Thunderbolts*, la recensione del film Marvel

Thunderbolts*

Continua a deludere la “fase cinque” del Marvel Cinematic Universe, giunta con Thunderbolts* al suo sesto e ultimo capitolo. Alla regia del nuovo titolo Marvel troviamo Jake Schreier (tra gli artefici della serie di successo Lo scontro), ma è risaputo che i prodotti dell’MCU sono, di fatto, le creature di Kevin Feige. Ed è evidente: senza alcuna ricerca stilistica di rilievo, Thunderbolts* è un film privo di personalità, un blockbuster d’intrattenimento senza arte né parte che, al massimo, cerca di guardare al passato (a Captain America: The Winter Soldier, volendo, ma uscendone comunque come una versione depotenziata). Il risultato è un prodotto di consumo effimero, che mostra – e tenta – poco. Eppure è stato lanciato con una campagna marketing in stile A24, chiaramente pensata per strizzare l’occhio al cinefilo medio: un intento che, ovviamente, non trova alcun riflesso nell’immagine a schermo.

Narrativamente, Thunderbolts* riunisce alcune figure di basso profilo della produzione Marvel recente per farne un supergruppo di antieroi. La Vedova Nera Yelena Belova (Florence Pugh), vista in Black Widow e nella serie Hawkeye, si unisce infatti allo pseudo-Captain America John Walker (Wyatt Russell), il villain di The Falcon and the Winter Soldier, e a Spettro (Hannah John-Kamen), direttamente da Ant-Man and the Wasp. Traditi dalla contessa Valentina Allegra de Fontaine (Julia Louis-Dreyfus), i tre uniranno le forze con il padre adottivo di Yelena, il supersoldier Red Guardian (David Harbour), e con il sempiterno soldato d’inverno Bucky Barnes (Sebastian Stan) per fare fronte alla pericolosa minaccia rappresentata dal misterioso Sentry (Lewis Pullman).

Vista la coralità della trama di Thunderbolts*, ci si aspetterebbe una maggiore attenzione rivolta alla dimensione strettamente personale di ciascuno dei membri del nuovo team, specialmente nell’ottica – apertamente dichiarata – di presentare questo gruppo come un contraltare speculare degli Avengers. Guardiamo al Suicide Squad di James Gunn che, di base, prendeva le mosse dalla stessa premessa di Thunderbolts*, facendola propria con gusto e ironia, riconoscendone la natura giocosa. Qui di giocoso, invece, troviamo solamente le innumerevoli battute e gag che timbrano ogni sequenza – come nel caso della fuga del gruppo dalla trappola della de Fontaine – e che riducono il tutto a un action comedy poco ispirato.

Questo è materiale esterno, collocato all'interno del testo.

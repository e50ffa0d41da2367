use super::*;
use crate::foundation::core::Rgba16;

/// Raster whose pixel at local `(x, y)` encodes its own coordinates.
fn coord_raster(w: u32, h: u32) -> Raster {
    let mut px = Vec::with_capacity((w * h) as usize);
    for y in 0..h {
        for x in 0..w {
            px.push(Rgba16::new(x as u16, y as u16, 0, u16::MAX));
        }
    }
    Raster::from_pixels(Bounds::from_size(w, h), px).unwrap()
}

struct XorShift(u64);

impl XorShift {
    fn next(&mut self) -> u64 {
        let mut x = self.0;
        x ^= x << 13;
        x ^= x >> 7;
        x ^= x << 17;
        self.0 = x;
        x
    }

    fn range(&mut self, lo: u32, hi: u32) -> u32 {
        lo + (self.next() % u64::from(hi - lo + 1)) as u32
    }
}

#[test]
fn output_has_exact_size_and_samples_stay_in_bounds() {
    let mut rng = XorShift(0x9e37_79b9_7f4a_7c15);
    let mut cases = vec![(1, 1, 1, 1), (1, 1, 7, 5), (3, 2, 40, 30), (50, 40, 1, 1)];
    for _ in 0..200 {
        cases.push((
            rng.range(1, 64),
            rng.range(1, 64),
            rng.range(1, 96),
            rng.range(1, 96),
        ));
    }

    for (sw, sh, tw, th) in cases {
        let src = coord_raster(sw, sh);
        let out = resample_nearest(&src, tw, th, (0, 0)).unwrap();
        assert_eq!(out.width(), tw);
        assert_eq!(out.height(), th);
        assert_eq!(out.pixels().len(), (tw * th) as usize);
        for p in out.pixels() {
            assert!(u32::from(p.r) < sw, "x {} out of {sw}", p.r);
            assert!(u32::from(p.g) < sh, "y {} out of {sh}", p.g);
        }
    }
}

#[test]
fn sampling_follows_floor_formula() {
    let src = coord_raster(4, 4);
    let out = resample_nearest(&src, 2, 2, (0, 0)).unwrap();
    let got: Vec<(u16, u16)> = out.pixels().iter().map(|p| (p.r, p.g)).collect();
    assert_eq!(got, vec![(0, 0), (2, 0), (0, 2), (2, 2)]);
}

#[test]
fn upscaling_repeats_source_pixels() {
    let src = coord_raster(2, 1);
    let out = resample_nearest(&src, 4, 2, (0, 0)).unwrap();
    let xs: Vec<u16> = out.row(0).iter().map(|p| p.r).collect();
    assert_eq!(xs, vec![0, 0, 1, 1]);
    assert_eq!(out.row(0), out.row(1));
}

#[test]
fn output_is_placed_at_origin() {
    let src = coord_raster(3, 3).with_origin(7, 9);
    let out = resample_nearest(&src, 2, 2, (-4, 5)).unwrap();
    assert_eq!(out.bounds(), Bounds::new(-4, 5, 2, 2));
    // Source offset does not shift sampling: local (0, 0) is always the first pixel.
    assert_eq!(out.at(-4, 5).map(|p| (p.r, p.g)), Some((0, 0)));
}

#[test]
fn zero_target_is_invalid_dimension() {
    let src = coord_raster(2, 2);
    for (w, h) in [(0, 3), (3, 0), (0, 0)] {
        let err = resample_nearest(&src, w, h, (0, 0)).unwrap_err();
        assert!(matches!(err, GlyphError::InvalidDimension(_)));
    }
}

#[test]
fn empty_source_is_invalid_dimension() {
    let src = Raster::filled(Bounds::from_size(0, 4), Rgba16::BLACK);
    let err = resample_nearest(&src, 2, 2, (0, 0)).unwrap_err();
    assert!(matches!(err, GlyphError::InvalidDimension(_)));
}
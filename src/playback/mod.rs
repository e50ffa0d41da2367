pub(crate) mod clock;
pub(crate) mod scheduler;
pub(crate) mod sink;
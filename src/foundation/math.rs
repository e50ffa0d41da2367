use crate::foundation::core::{CHANNEL_MAX, Rgba16};

/// Scale an 8-bit channel to 16 bits so that 0xff maps to 0xffff.
pub(crate) fn widen_u8(v: u8) -> u16 {
    u16::from(v) * 257
}

/// Rec. 601 luma on 16-bit channels, weighted by alpha.
///
/// Transparent pixels read as black. Pure white yields exactly [`CHANNEL_MAX`].
pub(crate) fn luma601(c: Rgba16) -> u16 {
    let y = (299 * u32::from(c.r) + 587 * u32::from(c.g) + 114 * u32::from(c.b)) / 1000;
    let y = (y * u32::from(c.a) + u32::from(CHANNEL_MAX) / 2) / u32::from(CHANNEL_MAX);
    y.min(u32::from(CHANNEL_MAX)) as u16
}

/// Straight-alpha `src` over an opaque `dst`; the result is opaque.
///
/// Fully opaque `src` comes back unchanged, so the blend reduces to a plain copy.
pub(crate) fn over_opaque(src: Rgba16, dst: Rgba16) -> Rgba16 {
    let max = u32::from(CHANNEL_MAX);
    let a = u32::from(src.a);
    let mix = |s: u16, d: u16| {
        ((u32::from(s) * a + u32::from(d) * (max - a) + max / 2) / max) as u16
    };
    Rgba16::new(mix(src.r, dst.r), mix(src.g, dst.g), mix(src.b, dst.b), CHANNEL_MAX)
}

/// `floor(i * range / n)` without intermediate overflow.
pub(crate) fn even_step(i: usize, n: usize, range: u32) -> u32 {
    debug_assert!(n > 0 && i < n);
    ((i as u64 * u64::from(range)) / n as u64) as u32
}

#[cfg(test)]
#[path = "../../tests/unit/foundation/math.rs"]
mod tests;
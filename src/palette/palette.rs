use crate::foundation::core::{CHANNEL_MAX, Rgba16};
use crate::foundation::error::{GlyphError, GlyphResult};
use crate::foundation::math::{even_step, luma601};
use crate::palette::charsets;

/// One display glyph with its assigned luminance level.
#[derive(Clone, Copy, Debug, PartialEq, Eq, Hash)]
pub struct Glyph {
    /// Character drawn for this level.
    pub ch: char,
    /// Luminance level on the 16-bit channel scale.
    pub luminance: u16,
}

/// Ordered glyph set, darkest (index 0) to lightest.
///
/// Every palette owns its own luminance table, built once in [`Palette::new`]; palettes are
/// immutable afterwards and never share lookup state.
#[derive(Clone, Debug, PartialEq, Eq)]
pub struct Palette {
    glyphs: Box<[Glyph]>,
    // Strictly increasing copy of the glyph luminances, searched by `quantize`.
    levels: Box<[u16]>,
}

impl Palette {
    /// Largest supported glyph count; beyond it luminance levels would repeat.
    pub const MAX_GLYPHS: usize = CHANNEL_MAX as usize;

    /// Build a palette from glyphs ordered darkest to lightest.
    ///
    /// Glyph `i` of `n` gets luminance `floor(i * CHANNEL_MAX / n)`: the first glyph is 0 and
    /// levels are evenly spaced without duplicates.
    pub fn new<I>(glyphs: I) -> GlyphResult<Self>
    where
        I: IntoIterator<Item = char>,
    {
        let chars: Vec<char> = glyphs.into_iter().collect();
        let n = chars.len();
        if n == 0 {
            return Err(GlyphError::EmptyPalette);
        }
        if n > Self::MAX_GLYPHS {
            return Err(GlyphError::validation(format!(
                "palette has {n} glyphs, at most {} are supported",
                Self::MAX_GLYPHS
            )));
        }

        let glyphs: Box<[Glyph]> = chars
            .into_iter()
            .enumerate()
            .map(|(i, ch)| Glyph {
                ch,
                luminance: even_step(i, n, u32::from(CHANNEL_MAX)) as u16,
            })
            .collect();
        let levels = glyphs.iter().map(|g| g.luminance).collect();
        Ok(Self { glyphs, levels })
    }

    /// Build a palette from the characters of `s`, in order.
    pub fn from_chars(s: &str) -> GlyphResult<Self> {
        Self::new(s.chars())
    }

    /// Build one of the built-in character sets, see [`charset_names`](crate::charset_names).
    pub fn named(name: &str) -> GlyphResult<Self> {
        let set = charsets::builtin(name).ok_or_else(|| {
            GlyphError::validation(format!(
                "unknown character set '{name}' (known: {})",
                charsets::charset_names().join(", ")
            ))
        })?;
        Self::from_chars(set)
    }

    /// Glyph order reversed, with luminance reassigned by the same even spacing.
    ///
    /// Reversing turns light-on-dark output into dark-on-light output.
    pub fn reversed(&self) -> Self {
        let n = self.glyphs.len();
        let glyphs: Box<[Glyph]> = self
            .glyphs
            .iter()
            .rev()
            .enumerate()
            .map(|(i, g)| Glyph {
                ch: g.ch,
                luminance: even_step(i, n, u32::from(CHANNEL_MAX)) as u16,
            })
            .collect();
        let levels = glyphs.iter().map(|g| g.luminance).collect();
        Self { glyphs, levels }
    }

    /// Glyph whose luminance is nearest to the luma of `color`.
    ///
    /// Ties go to the lower index. Transparent pixels read as black.
    pub fn quantize(&self, color: Rgba16) -> Glyph {
        self.glyphs[self.nearest_index(luma601(color))]
    }

    /// Index of the level nearest to `y`, preferring the lower index on ties.
    pub fn nearest_index(&self, y: u16) -> usize {
        let hi = self.levels.partition_point(|&l| l < y);
        if hi == 0 {
            return 0;
        }
        if hi == self.levels.len() {
            return hi - 1;
        }
        let below = y - self.levels[hi - 1];
        let above = self.levels[hi] - y;
        if below <= above { hi - 1 } else { hi }
    }

    /// Glyphs, darkest first.
    pub fn glyphs(&self) -> &[Glyph] {
        &self.glyphs
    }

    /// Characters, darkest first.
    pub fn chars(&self) -> impl Iterator<Item = char> + '_ {
        self.glyphs.iter().map(|g| g.ch)
    }

    /// Number of glyphs (always at least one).
    pub fn len(&self) -> usize {
        self.glyphs.len()
    }

    /// Always `false`; empty palettes cannot be constructed.
    pub fn is_empty(&self) -> bool {
        self.glyphs.is_empty()
    }
}

#[cfg(test)]
#[path = "../../tests/unit/palette/palette.rs"]
mod tests;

Anzi, quando Thunderbolts* cerca di fare propria una dimensione differente, più seria e meno macchiettistica, andando a scavare nei drammi interiori di Yelena e nella duplicità ombrosa di Sentry/Void, finisce purtroppo per ricadere nel cattivo gusto, a partire dalle ombre atomiche di Hiroshima – riferimento esplicito rievocato da Jake Schreier – ridotte a veicolo di mero intrattenimento, sino ad arrivare all’esplorazione diretta delle fragilità sia della protagonista del film sia dell’antagonista. Si tratta di un’indagine che, se da un lato attinge a una presunta profondità, dall’altro lato non può che rimanere ancorata alla superficie, vista la banalità della cornice che la circonda.

Chiariamoci: Thunderbolts*, di per sé, è un film che in un’altra epoca avrebbe potuto anche avere un senso. Lo svolgimento è lineare e mai forzato, ogni tassello è al suo posto (perlomeno nel portare a compimento le proprie premesse fondanti) e le sue incursioni action non sono calcolate male. Ma Thunderbolts* è un film del 2025, e come tale va giudicato, in particolar modo nell’assenza di una tangibile visione per il futuro di una saga multimiliardaria ormai ferma sullo stesso modello di intrattenimento da quasi un ventennio. Siamo lontani da certi disastri (The Marvels, Deadpool & Wolverine), ma non è ancora abbastanza.